Exercise requirements → Find the line containing "repository 278089edf6d8a868" in the entries below. Restate it and each line after it, word for word, up to and including the line containing "pub mod state;".

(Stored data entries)
☆ ☆ ☆
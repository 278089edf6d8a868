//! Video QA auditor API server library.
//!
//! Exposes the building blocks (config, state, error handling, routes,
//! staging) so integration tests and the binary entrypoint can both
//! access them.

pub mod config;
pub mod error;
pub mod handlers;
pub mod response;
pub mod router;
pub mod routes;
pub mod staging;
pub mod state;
☆ ☆ ☆
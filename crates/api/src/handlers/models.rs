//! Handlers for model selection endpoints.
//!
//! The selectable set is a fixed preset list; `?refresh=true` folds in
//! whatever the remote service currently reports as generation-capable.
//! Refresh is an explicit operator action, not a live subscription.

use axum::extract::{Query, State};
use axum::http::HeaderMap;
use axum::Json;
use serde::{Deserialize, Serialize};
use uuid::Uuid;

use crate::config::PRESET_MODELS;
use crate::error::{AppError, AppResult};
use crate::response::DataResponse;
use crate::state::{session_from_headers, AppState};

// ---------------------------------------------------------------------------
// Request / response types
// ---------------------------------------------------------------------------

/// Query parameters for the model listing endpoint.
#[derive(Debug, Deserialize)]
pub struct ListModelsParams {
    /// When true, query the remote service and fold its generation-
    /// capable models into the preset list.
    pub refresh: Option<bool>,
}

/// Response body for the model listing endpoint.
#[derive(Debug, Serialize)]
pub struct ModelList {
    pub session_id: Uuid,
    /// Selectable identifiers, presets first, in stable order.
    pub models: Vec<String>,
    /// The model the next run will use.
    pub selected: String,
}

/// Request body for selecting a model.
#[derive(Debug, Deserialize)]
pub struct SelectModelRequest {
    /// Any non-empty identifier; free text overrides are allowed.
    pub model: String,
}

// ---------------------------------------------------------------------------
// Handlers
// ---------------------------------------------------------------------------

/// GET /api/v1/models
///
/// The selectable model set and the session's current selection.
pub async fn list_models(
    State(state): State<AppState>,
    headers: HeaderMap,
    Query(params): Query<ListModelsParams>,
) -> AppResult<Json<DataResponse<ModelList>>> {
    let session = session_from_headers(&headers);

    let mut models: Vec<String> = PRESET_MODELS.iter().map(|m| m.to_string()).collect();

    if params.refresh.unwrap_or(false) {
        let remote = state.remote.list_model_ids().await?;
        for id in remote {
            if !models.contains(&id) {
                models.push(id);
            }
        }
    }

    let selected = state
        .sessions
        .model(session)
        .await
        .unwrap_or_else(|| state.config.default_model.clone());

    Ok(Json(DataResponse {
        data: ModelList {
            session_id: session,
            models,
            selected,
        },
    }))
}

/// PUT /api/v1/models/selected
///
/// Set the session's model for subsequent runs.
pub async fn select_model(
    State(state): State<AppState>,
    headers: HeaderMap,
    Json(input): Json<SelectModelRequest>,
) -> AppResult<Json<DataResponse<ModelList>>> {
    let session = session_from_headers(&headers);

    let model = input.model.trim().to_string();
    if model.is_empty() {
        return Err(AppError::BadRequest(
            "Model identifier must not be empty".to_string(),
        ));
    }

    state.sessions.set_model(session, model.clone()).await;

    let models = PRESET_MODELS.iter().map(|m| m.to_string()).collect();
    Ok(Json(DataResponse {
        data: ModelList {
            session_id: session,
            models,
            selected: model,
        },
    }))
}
☆ ☆ ☆
Solution →
repository 278089edf6d8a868
//! Video QA auditor API server library.
//!
//! Exposes the building blocks (config, state, error handling, routes,
//! staging) so integration tests and the binary entrypoint can both
//! access them.

pub mod config;
pub mod error;
pub mod handlers;
pub mod response;
pub mod router;
pub mod routes;
pub mod staging;
pub mod state;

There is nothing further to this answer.